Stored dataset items
========================
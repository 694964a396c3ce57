// SPDX-FileCopyrightText: 2025 Hyperpolymath
// SPDX-License-Identifier: PMPL-1.0-or-later

//! HTTP handlers for the contact relay service.

use crate::config::Config;
use crate::error::{X_RATELIMIT_REMAINING, X_RATELIMIT_RESET};
use crate::limiter::RequestMeta;
use crate::metrics::Metrics;
use crate::pipeline::ContactPipeline;
use axum::{
    body::Bytes,
    extract::{ConnectInfo, State},
    http::{header, HeaderMap, HeaderValue, Method, StatusCode},
    response::{IntoResponse, Response},
    routing::{get, post},
    Json, Router,
};
use serde::Serialize;
use std::net::SocketAddr;
use std::sync::Arc;
use tower_http::cors::{AllowOrigin, CorsLayer};
use tower_http::trace::TraceLayer;
use tracing::{error, warn};

/// Shared application state.
pub struct AppState {
    pub pipeline: ContactPipeline,
    pub metrics: Arc<Metrics>,
    pub config: Config,
}

/// Success response body.
#[derive(Debug, Serialize)]
pub struct SuccessResponse {
    pub success: bool,
    pub message: String,
}

/// Health check response.
#[derive(Debug, Serialize)]
pub struct HealthResponse {
    pub status: &'static str,
    pub service: &'static str,
    pub version: &'static str,
}

/// Health check endpoint.
pub async fn health() -> Json<HealthResponse> {
    Json(HealthResponse {
        status: "healthy",
        service: "contact-relay",
        version: env!("CARGO_PKG_VERSION"),
    })
}

fn request_meta(headers: &HeaderMap, peer: Option<SocketAddr>) -> RequestMeta {
    RequestMeta {
        forwarded_for: headers
            .get("x-forwarded-for")
            .and_then(|v| v.to_str().ok())
            .map(str::to_string),
        peer_ip: peer.map(|addr| addr.ip()),
    }
}

/// Accept a contact form submission.
pub async fn contact(
    State(state): State<Arc<AppState>>,
    connect_info: Option<ConnectInfo<SocketAddr>>,
    headers: HeaderMap,
    body: Bytes,
) -> Response {
    let meta = request_meta(&headers, connect_info.map(|ConnectInfo(addr)| addr));

    match state.pipeline.handle(&body, &meta).await {
        Ok(accepted) => {
            let mut response = (
                StatusCode::OK,
                Json(SuccessResponse {
                    success: true,
                    message: accepted.message.to_string(),
                }),
            )
                .into_response();
            let headers = response.headers_mut();
            headers.insert(
                X_RATELIMIT_REMAINING,
                HeaderValue::from(accepted.rate_limit.remaining),
            );
            headers.insert(X_RATELIMIT_RESET, HeaderValue::from(accepted.rate_limit.reset_at));
            response
        }
        Err(err) => err.into_response(),
    }
}

/// Prometheus scrape endpoint.
pub async fn metrics_handler(State(state): State<Arc<AppState>>) -> Response {
    match state.metrics.render() {
        Ok(text) => (
            [(header::CONTENT_TYPE, "text/plain; version=0.0.4")],
            text,
        )
            .into_response(),
        Err(err) => {
            error!(error = %err, "Failed to render metrics");
            StatusCode::INTERNAL_SERVER_ERROR.into_response()
        }
    }
}

fn cors_layer(config: &Config) -> CorsLayer {
    let origins: Vec<HeaderValue> = config
        .cors
        .allowed_origins
        .iter()
        .filter_map(|origin| match origin.parse() {
            Ok(value) => Some(value),
            Err(_) => {
                warn!(%origin, "Skipping invalid CORS origin");
                None
            }
        })
        .collect();

    CorsLayer::new()
        .allow_origin(AllowOrigin::list(origins))
        .allow_methods([Method::POST, Method::OPTIONS])
        .allow_headers([header::CONTENT_TYPE])
        .expose_headers([X_RATELIMIT_REMAINING, X_RATELIMIT_RESET, header::RETRY_AFTER])
}

/// Build the service router.
pub fn router(state: Arc<AppState>) -> Router {
    let mut app = Router::new()
        .route("/health", get(health))
        .route("/healthz", get(health))
        .route("/contact", post(contact));

    if state.config.metrics.enabled {
        app = app.route(&state.config.metrics.path, get(metrics_handler));
    }

    app.layer(cors_layer(&state.config))
        .layer(TraceLayer::new_for_http())
        .with_state(state)
}

#[cfg(test)]
mod tests {
    use super::*;

    #[test]
    fn test_request_meta_prefers_forwarded_for() {
        let mut headers = HeaderMap::new();
        headers.insert("x-forwarded-for", HeaderValue::from_static("203.0.113.9, 10.0.0.1"));
        let meta = request_meta(&headers, Some("10.0.0.2:5555".parse().unwrap()));
        assert_eq!(meta.client_ip(), Some("203.0.113.9".parse().unwrap()));

        let meta = request_meta(&HeaderMap::new(), Some("10.0.0.2:5555".parse().unwrap()));
        assert_eq!(meta.client_ip(), Some("10.0.0.2".parse().unwrap()));

        let meta = request_meta(&HeaderMap::new(), None);
        assert_eq!(meta.client_ip(), None);
    }
}
// SPDX-FileCopyrightText: 2025 Hyperpolymath
// SPDX-License-Identifier: PMPL-1.0-or-later

//! Contact Relay Service
//!
//! Receives contact form submissions from the portfolio site, rate limits
//! them per client IP, validates and sanitizes them, and hands them to a
//! notifier.
//!
//! ## Configuration
//!
//! Configuration is loaded from environment variables (a `.env` file is
//! honoured):
//!
//! - `BIND_ADDR`: Server bind address (default: 0.0.0.0:8080)
//! - `RATE_LIMIT_PRESET`: strict, moderate or lenient (default: strict)
//! - `RATE_LIMIT_WINDOW_MS` / `RATE_LIMIT_MAX_REQUESTS`: override the preset
//! - `RATE_LIMIT_BACKEND`: memory or redis (default: memory)
//! - `REDIS_URL`: Redis connection URL for the redis backend
//! - `NOTIFY_WEBHOOK_URL`: Where accepted submissions are posted
//! - `NOTIFY_TIMEOUT_MS`: Notification timeout (default: 10000)
//! - `ALLOWED_ORIGINS`: Comma-separated CORS origins
//! - `METRICS_ENABLED`: Expose `/metrics` (default: true)

use std::net::SocketAddr;
use std::sync::Arc;
use tokio::net::TcpListener;
use tracing::{info, warn, Level};
use tracing_subscriber::{fmt, prelude::*, EnvFilter};

use contact_relay::{
    config::{Config, StoreBackend},
    handlers::{self, AppState},
    limiter::{Clock, MemoryStore, RateLimitStore, RateLimiter, RedisStore, SystemClock},
    metrics::Metrics,
    notifier::{LogNotifier, Notifier, WebhookNotifier},
    pipeline::ContactPipeline,
};

#[tokio::main]
async fn main() -> anyhow::Result<()> {
    tracing_subscriber::registry()
        .with(fmt::layer().json())
        .with(
            EnvFilter::builder()
                .with_default_directive(Level::INFO.into())
                .from_env_lossy(),
        )
        .init();

    let config = Config::from_env();
    info!(
        bind_addr = %config.bind_addr,
        window_ms = config.rate_limit.window_ms,
        max_requests = config.rate_limit.max_requests,
        backend = ?config.rate_limit.backend,
        webhook = config.notifier.webhook_url.is_some(),
        "Starting contact relay"
    );

    let store = build_store(&config).await?;
    let notifier = build_notifier(&config)?;
    let metrics = Arc::new(Metrics::new()?);

    let limiter = RateLimiter::new(config.rate_limit.clone(), store);
    let pipeline = ContactPipeline::new(limiter, notifier, config.notifier.timeout())
        .with_metrics(metrics.clone());

    let state = Arc::new(AppState {
        pipeline,
        metrics,
        config: config.clone(),
    });
    let app = handlers::router(state);

    let addr: SocketAddr = config.bind_addr.parse()?;
    let listener = TcpListener::bind(addr).await?;
    info!(addr = %addr, "Server listening");

    axum::serve(
        listener,
        app.into_make_service_with_connect_info::<SocketAddr>(),
    )
    .await?;

    Ok(())
}

async fn build_store(config: &Config) -> anyhow::Result<Arc<dyn RateLimitStore>> {
    match config.rate_limit.backend {
        StoreBackend::Redis => {
            let store = RedisStore::connect(&config.rate_limit.redis_url).await?;
            info!("Rate limit counters stored in Redis");
            Ok(Arc::new(store))
        }
        StoreBackend::Memory => {
            let store = Arc::new(MemoryStore::new());

            // Spawn purge task
            let purge_store = store.clone();
            let every = config.rate_limit.purge_interval();
            tokio::spawn(async move {
                let mut interval = tokio::time::interval(every);
                loop {
                    interval.tick().await;
                    purge_store.purge_expired(SystemClock.now_ms()).await;
                }
            });

            Ok(store)
        }
    }
}

fn build_notifier(config: &Config) -> anyhow::Result<Arc<dyn Notifier>> {
    match &config.notifier.webhook_url {
        Some(url) => {
            let notifier = WebhookNotifier::new(url)?;
            info!(url = %notifier.url(), "Submissions delivered to webhook");
            Ok(Arc::new(notifier))
        }
        None => {
            warn!("NOTIFY_WEBHOOK_URL not set, submissions will only be logged");
            Ok(Arc::new(LogNotifier::new()))
        }
    }
}
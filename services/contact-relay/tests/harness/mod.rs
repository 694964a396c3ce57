// SPDX-FileCopyrightText: 2025 Hyperpolymath
// SPDX-License-Identifier: PMPL-1.0-or-later

//! Test harness for the contact relay.
//!
//! Builds the real router over in-memory state and provides notifiers that
//! record or refuse deliveries, plus generators and metrics for abuse runs.

#![allow(dead_code)]

pub mod attacks;
pub mod generators;
pub mod metrics;

use async_trait::async_trait;
use axum::{
    body::{to_bytes, Body},
    http::{header, Request},
    response::Response,
    Router,
};
use contact_relay::{
    config::{Config, RateLimitConfig},
    error::{NotifyError, StoreError},
    handlers::{router, AppState},
    limiter::{MemoryStore, RateLimitRecord, RateLimitStore, RateLimiter},
    metrics::Metrics,
    notifier::Notifier,
    pipeline::ContactPipeline,
    Submission,
};
use std::sync::{Arc, Mutex};
use std::time::Duration;
use tower::ServiceExt;

/// Keeps every submission it is handed.
#[derive(Default)]
pub struct RecordingNotifier {
    delivered: Mutex<Vec<Submission>>,
}

impl RecordingNotifier {
    pub fn delivered(&self) -> Vec<Submission> {
        self.delivered.lock().unwrap().clone()
    }
}

#[async_trait]
impl Notifier for RecordingNotifier {
    async fn notify(&self, submission: &Submission) -> Result<(), NotifyError> {
        self.delivered.lock().unwrap().push(submission.clone());
        Ok(())
    }
}

/// Downstream that is always down.
pub struct FailingNotifier;

#[async_trait]
impl Notifier for FailingNotifier {
    async fn notify(&self, _: &Submission) -> Result<(), NotifyError> {
        Err(NotifyError::Rejected { status: 502 })
    }
}

/// Counter store that cannot be reached.
pub struct UnreachableStore;

#[async_trait]
impl RateLimitStore for UnreachableStore {
    async fn increment(
        &self,
        _key: &str,
        _window_ms: u64,
        _now_ms: i64,
    ) -> Result<RateLimitRecord, StoreError> {
        Err(StoreError::Unavailable("connection refused".into()))
    }

    async fn reset(&self, _key: &str) -> Result<(), StoreError> {
        Err(StoreError::Unavailable("connection refused".into()))
    }
}

pub struct TestApp {
    pub router: Router,
    pub state: Arc<AppState>,
}

pub fn build_app_with_store(
    rate_limit: RateLimitConfig,
    store: Arc<dyn RateLimitStore>,
    notifier: Arc<dyn Notifier>,
) -> TestApp {
    let config = Config {
        rate_limit: rate_limit.clone(),
        ..Config::default()
    };
    let metrics = Arc::new(Metrics::new().unwrap());
    let pipeline = ContactPipeline::new(
        RateLimiter::new(rate_limit, store),
        notifier,
        Duration::from_secs(2),
    )
    .with_metrics(metrics.clone());

    let state = Arc::new(AppState {
        pipeline,
        metrics,
        config,
    });
    TestApp {
        router: router(state.clone()),
        state,
    }
}

pub fn build_app(rate_limit: RateLimitConfig, notifier: Arc<dyn Notifier>) -> TestApp {
    build_app_with_store(rate_limit, Arc::new(MemoryStore::new()), notifier)
}

/// POST a raw body to `/contact`, optionally as a forwarded client.
pub async fn post_contact(
    app: &Router,
    body: impl Into<Body>,
    client_ip: Option<&str>,
) -> Response {
    let mut request = Request::builder()
        .method("POST")
        .uri("/contact")
        .header(header::CONTENT_TYPE, "application/json");
    if let Some(ip) = client_ip {
        request = request.header("x-forwarded-for", ip);
    }
    app.clone()
        .oneshot(request.body(body.into()).unwrap())
        .await
        .unwrap()
}

pub async fn get(app: &Router, uri: &str) -> Response {
    app.clone()
        .oneshot(Request::builder().uri(uri).body(Body::empty()).unwrap())
        .await
        .unwrap()
}

pub async fn body_json(response: Response) -> serde_json::Value {
    let bytes = to_bytes(response.into_body(), usize::MAX).await.unwrap();
    serde_json::from_slice(&bytes).unwrap()
}

pub async fn body_text(response: Response) -> String {
    let bytes = to_bytes(response.into_body(), usize::MAX).await.unwrap();
    String::from_utf8(bytes.to_vec()).unwrap()
}
// SPDX-FileCopyrightText: 2025 Hyperpolymath
// SPDX-License-Identifier: PMPL-1.0-or-later

//! Error types for the contact relay.

use crate::submission::FieldErrors;
use axum::{
    http::{header::RETRY_AFTER, HeaderName, HeaderValue, StatusCode},
    response::{IntoResponse, Response},
    Json,
};
use serde::Serialize;
use std::time::Duration;
use thiserror::Error;

pub const RATE_LIMITED_MESSAGE: &str = "Too many requests. Please try again later.";
pub const VALIDATION_MESSAGE: &str = "Validation failed";
pub const INTERNAL_MESSAGE: &str = "An internal server error occurred. Please try again later.";

pub const X_RATELIMIT_REMAINING: HeaderName = HeaderName::from_static("x-ratelimit-remaining");
pub const X_RATELIMIT_RESET: HeaderName = HeaderName::from_static("x-ratelimit-reset");

/// Outcome of a contact request that did not end in delivery.
#[derive(Debug, Error)]
pub enum ContactError {
    #[error("Malformed request body: {0}")]
    BadRequest(String),

    #[error("Validation failed: {0}")]
    ValidationFailed(FieldErrors),

    #[error("Rate limit exceeded, reset at {reset_at}")]
    RateLimited {
        retry_after_secs: Option<u64>,
        remaining: u32,
        reset_at: i64,
    },

    #[error("Internal error: {0}")]
    Internal(String),
}

/// Rate-limit store failure. Never surfaced to callers: the limiter fails open.
#[derive(Debug, Error)]
pub enum StoreError {
    #[error("Store unavailable: {0}")]
    Unavailable(String),

    #[error("Redis error: {0}")]
    Redis(#[from] redis::RedisError),
}

/// Outbound notification failure.
#[derive(Debug, Error)]
pub enum NotifyError {
    #[error("Transport error: {0}")]
    Transport(#[from] reqwest::Error),

    #[error("Notification rejected with status {status}")]
    Rejected { status: u16 },

    #[error("Notification timed out after {0:?}")]
    TimedOut(Duration),
}

/// Error response body.
#[derive(Debug, Serialize)]
pub struct ErrorResponse {
    pub error: String,
    #[serde(skip_serializing_if = "Option::is_none")]
    pub details: Option<Vec<String>>,
    #[serde(skip_serializing_if = "Option::is_none")]
    pub fields: Option<FieldErrors>,
    #[serde(rename = "retryAfter", skip_serializing_if = "Option::is_none")]
    pub retry_after: Option<u64>,
}

impl ErrorResponse {
    fn message(error: &str) -> Self {
        Self {
            error: error.to_string(),
            details: None,
            fields: None,
            retry_after: None,
        }
    }
}

impl ContactError {
    pub fn status(&self) -> StatusCode {
        match self {
            Self::BadRequest(_) | Self::ValidationFailed(_) => StatusCode::BAD_REQUEST,
            Self::RateLimited { .. } => StatusCode::TOO_MANY_REQUESTS,
            Self::Internal(_) => StatusCode::INTERNAL_SERVER_ERROR,
        }
    }

    /// Short label used in logs and metrics.
    pub fn code(&self) -> &'static str {
        match self {
            Self::BadRequest(_) => "bad_request",
            Self::ValidationFailed(_) => "validation_failed",
            Self::RateLimited { .. } => "rate_limited",
            Self::Internal(_) => "internal_error",
        }
    }
}

impl IntoResponse for ContactError {
    fn into_response(self) -> Response {
        let status = self.status();
        match self {
            Self::BadRequest(reason) => {
                let body = ErrorResponse {
                    error: reason,
                    details: Some(Vec::new()),
                    ..ErrorResponse::message("")
                };
                (status, Json(body)).into_response()
            }
            Self::ValidationFailed(errors) => {
                let body = ErrorResponse {
                    error: VALIDATION_MESSAGE.to_string(),
                    details: Some(errors.messages()),
                    fields: Some(errors),
                    retry_after: None,
                };
                (status, Json(body)).into_response()
            }
            Self::RateLimited {
                retry_after_secs,
                remaining,
                reset_at,
            } => {
                let body = ErrorResponse {
                    retry_after: retry_after_secs,
                    ..ErrorResponse::message(RATE_LIMITED_MESSAGE)
                };
                let mut response = (status, Json(body)).into_response();
                let headers = response.headers_mut();
                headers.insert(X_RATELIMIT_REMAINING, HeaderValue::from(remaining));
                headers.insert(X_RATELIMIT_RESET, HeaderValue::from(reset_at));
                headers.insert(RETRY_AFTER, HeaderValue::from(retry_after_secs.unwrap_or(60)));
                response
            }
            // Never echo internal detail back to the caller.
            Self::Internal(_) => {
                (status, Json(ErrorResponse::message(INTERNAL_MESSAGE))).into_response()
            }
        }
    }
}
========================
[Requirement]
Every line from the data above that contains "struct" must appear in the answer.

[The answer]
pub struct AppState {
pub struct SuccessResponse {
pub struct HealthResponse {
pub struct RecordingNotifier {
pub struct FailingNotifier;
pub struct UnreachableStore;
pub struct TestApp {
pub struct ErrorResponse {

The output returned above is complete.